La ricerca condotta da BertrandRouet-Leduc ha convinto anche gli studiosi italiani, come testimoniato dalle parole del presidente dell’Ingv. Ma quali sono le sue applicazioni nella realtà quotidiana? Al momento, gli straordinari risultati conseguiti dal dispositivo sono limitati al contesto di laboratorio, molto più controllato e semplificato rispetto all’ambiente naturale. Sarà necessario “addestrare” il dispositivo in modo che possa interagire efficacemente con i dati reali, quelli rilevati sulla crosta terrestre: i lavori sono già iniziati presso il Lawrence Berkeley National Laboratory, in California. Qui, un team di ricercatori sta sottoponendo all’analisi della macchina di Johnson i dati raccolti nel corso di alcuni reali eventi sismici, avvenuti in Francia. Stando alle prime indiscrezioni, i riscontri ottenuti sarebbero soddisfacenti; prima che l’apparecchio diventi a tutti gli effetti “operativo”, tuttavia, ci vorranno anni di ricerca, di prove e conferme. Meglio andarci con i piedi di piombo, dato che è in ballo la nostra stessa vita; il campo della sismologia, inoltre, ha dovuto sostenere fin troppi fallimenti, il che induce la comunità scientifica a un sano scetticismo. Se questo “sogno” dovesse concretizzarsi, l’uomo si sentirebbe certamente meno vulnerabile alla distruttività della natura, perché capace di “domare” quell’enorme potenza in grado di ucciderlo nel giro di pochi istanti.

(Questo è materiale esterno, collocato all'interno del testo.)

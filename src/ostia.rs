use std::collections::VecDeque;

use bit_set::BitSet;
use itertools::Itertools;
use tracing::{debug, trace};

use crate::alphabet::Symbol;
use crate::dfa::DomainAcceptor;
use crate::error::LearnError;
use crate::ptt::build_ptt;
use crate::transducer::{StateIndex, Transducer};
use crate::Sample;

/// The folds that merge a blue state into a red state.
pub mod fold;
pub use fold::{Compress, Delta, Fold, Standard};

/// Orders in which red merge candidates are tried.
pub mod order;
pub use order::{CandidateOrder, CompareWith, DiscoveryOrder};

/// The product with a domain acceptor that keeps merges inside the domain.
pub mod domain;
pub use domain::{Product, ProductDelta, Universal};

/// An entry of the blue fringe. It names the edge through which the blue state is entered,
/// which is unique because the part of the transducer below a blue state is still a tree.
#[derive(Debug, Clone, Copy, PartialEq, Eq, Hash, PartialOrd, Ord)]
pub struct Blue {
    /// The red state the edge leaves.
    pub parent: StateIndex,
    /// The index of the symbol the edge is labeled with.
    pub symbol: usize,
}

impl Blue {
    /// Creates a new entry for the edge leaving `parent` on `symbol`.
    pub fn new(parent: StateIndex, symbol: usize) -> Self {
        Self { parent, symbol }
    }

    /// The blue state itself.
    ///
    /// # Panics
    /// If `parent` has no edge on `symbol`.
    pub fn target<S: Symbol, O: Symbol>(&self, transducer: &Transducer<S, O>) -> StateIndex {
        transducer
            .successor(self.parent, self.symbol)
            .expect("blue entries always have an edge")
    }
}
use tracing::debug;

use crate::prelude::*;

/// Gives the first `size` lowercase letters starting at `first`.
fn letters(first: char, size: usize) -> Vec<char> {
    assert!(size <= 26, "at most 26 letters are supported");
    (0..size)
        .map(|i| (first as u8 + i as u8) as char)
        .collect()
}

/// Uses a sprout-like algorithm to generate a random transducer over the first `symbols`
/// letters of the alphabet, emitting the first `outputs` letters. The algorithm is as follows:
/// 1. Start with a single state.
/// 2. For each symbol, go through the existing states in order and with probability
///    `probability` add a back edge to that state.
/// 3. If no back edge was added, we insert an edge to a new state.
/// 4. Repeat until all states and symbols have been treated.
///
/// Every edge emits a random word of length at most `max_output_len` over the `outputs` output
/// letters, every state is accepting with probability one half and then has a random final
/// output as well.
pub fn generate_random_transducer(
    symbols: usize,
    outputs: usize,
    probability: f64,
    max_output_len: usize,
) -> Transducer<char, char> {
    assert!(outputs > 0, "at least one output letter is needed");
    let inputs = letters('a', symbols);
    let output_letters = letters('a', outputs);
    let random_output = || -> Vec<char> {
        (0..fastrand::usize(0..=max_output_len))
            .map(|_| output_letters[fastrand::usize(..output_letters.len())])
            .collect()
    };

    let mut transducer = Transducer::new(Embedding::new(inputs.iter().copied()));
    let mut current = transducer.root();
    while current < transducer.size() {
        if fastrand::bool() {
            transducer.set_accepting(current, random_output());
        }
        'symbols: for sym in &inputs {
            for target in 0..=current {
                if fastrand::f64() < probability {
                    transducer.add_edge(current, *sym, random_output(), target);
                    continue 'symbols;
                }
            }
            // no target was found so we create it
            let target = transducer.add_state();
            transducer.add_edge(current, *sym, random_output(), target);
        }
        current += 1;
    }
    debug!(
        "generated random transducer with {} states",
        transducer.size()
    );
    transducer
}

/// Generate a random `String` over the given symbols. The length of the `String` is drawn
/// uniformly from the range `min_len..=max_len`.
pub fn generate_random_word(symbols: &[char], min_len: usize, max_len: usize) -> String {
    let length = fastrand::usize(min_len..=max_len);
    (0..length)
        .map(|_| symbols[fastrand::usize(..symbols.len())])
        .collect()
}

/// Generate a sample of the behaviour of `target` from `number` random inputs (duplicates are
/// dropped) with lengths drawn uniformly from `min_len..=max_len`. Inputs that `target` accepts
/// become positive examples, all others negative ones.
pub fn generate_random_sample(
    target: &Transducer<char, char>,
    min_len: usize,
    max_len: usize,
    number: usize,
) -> Sample<char, char> {
    let symbols = target.embedding().universe().collect::<Vec<_>>();
    let mut seen = math::Set::default();
    let mut sample = Sample::new().with_embedding(target.embedding().clone());
    for _ in 0..number {
        let word = generate_random_word(&symbols, min_len, max_len);
        if !seen.insert(word.clone()) {
            continue;
        }
        let output = target.run(word.as_str());
        sample.insert(word, output);
    }
    sample
}
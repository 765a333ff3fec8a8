use std::cmp::Ordering;

use crate::alphabet::Symbol;
use crate::ostia::Blue;
use crate::transducer::{StateIndex, Transducer};

/// Decides in which order the red states are tried as merge partners for a blue state. The
/// first red state that admits a fold wins, so the order can change the learned transducer
/// but never its consistency with the sample.
pub trait CandidateOrder<S: Symbol, O: Symbol> {
    /// Rearranges `candidates`, which initially lists the red states in the order in which
    /// they were promoted.
    fn arrange(&self, transducer: &Transducer<S, O>, blue: Blue, candidates: &mut [StateIndex]);
}

impl<S: Symbol, O: Symbol, C: CandidateOrder<S, O>> CandidateOrder<S, O> for &C {
    fn arrange(&self, transducer: &Transducer<S, O>, blue: Blue, candidates: &mut [StateIndex]) {
        C::arrange(self, transducer, blue, candidates)
    }
}

/// Tries the red states in the order in which they became red, the root first.
#[derive(Debug, Clone, Copy, Default, PartialEq, Eq)]
pub struct DiscoveryOrder;

impl<S: Symbol, O: Symbol> CandidateOrder<S, O> for DiscoveryOrder {
    fn arrange(
        &self,
        _transducer: &Transducer<S, O>,
        _blue: Blue,
        _candidates: &mut [StateIndex],
    ) {
    }
}

/// Sorts the red states with a comparator that may inspect the transducer and the blue state.
/// The sort is stable, red states that compare equal stay in discovery order.
///
/// # Example
/// ```
/// use ostia::prelude::*;
/// // prefer the most recently promoted red state
/// let learner = Ostia::standard().with_order(CompareWith(
///     |_: &Transducer<char, char>, _: Blue, p: StateIndex, q: StateIndex| q.cmp(&p),
/// ));
/// let learned = learner
///     .learn(&Sample::from_pairs([("a", "x"), ("aa", "xx")]))
///     .unwrap();
/// assert_eq!(learned.run_str("aaa"), Some("xxx".to_string()));
/// ```
#[derive(Debug, Clone, Copy)]
pub struct CompareWith<F>(pub F);

impl<S, O, F> CandidateOrder<S, O> for CompareWith<F>
where
    S: Symbol,
    O: Symbol,
    F: Fn(&Transducer<S, O>, Blue, StateIndex, StateIndex) -> Ordering,
{
    fn arrange(&self, transducer: &Transducer<S, O>, blue: Blue, candidates: &mut [StateIndex]) {
        candidates.sort_by(|p, q| (self.0)(transducer, blue, *p, *q));
    }
}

La neonata macchina auto-apprenditrice potrà funzionare come uno stetoscopio sulla crosta terrestre: ai geologi basterà comportarsi da “medici della Terra”, ascoltare i suoi sussurri segreti attraverso la macchina di Johnson, per salvare intere popolazioni dal terremoto. Prestando attenzione ai rumori della natura, potremmo imparare ad avvertirne i pericoli, sfuggendo al silenzio della morte.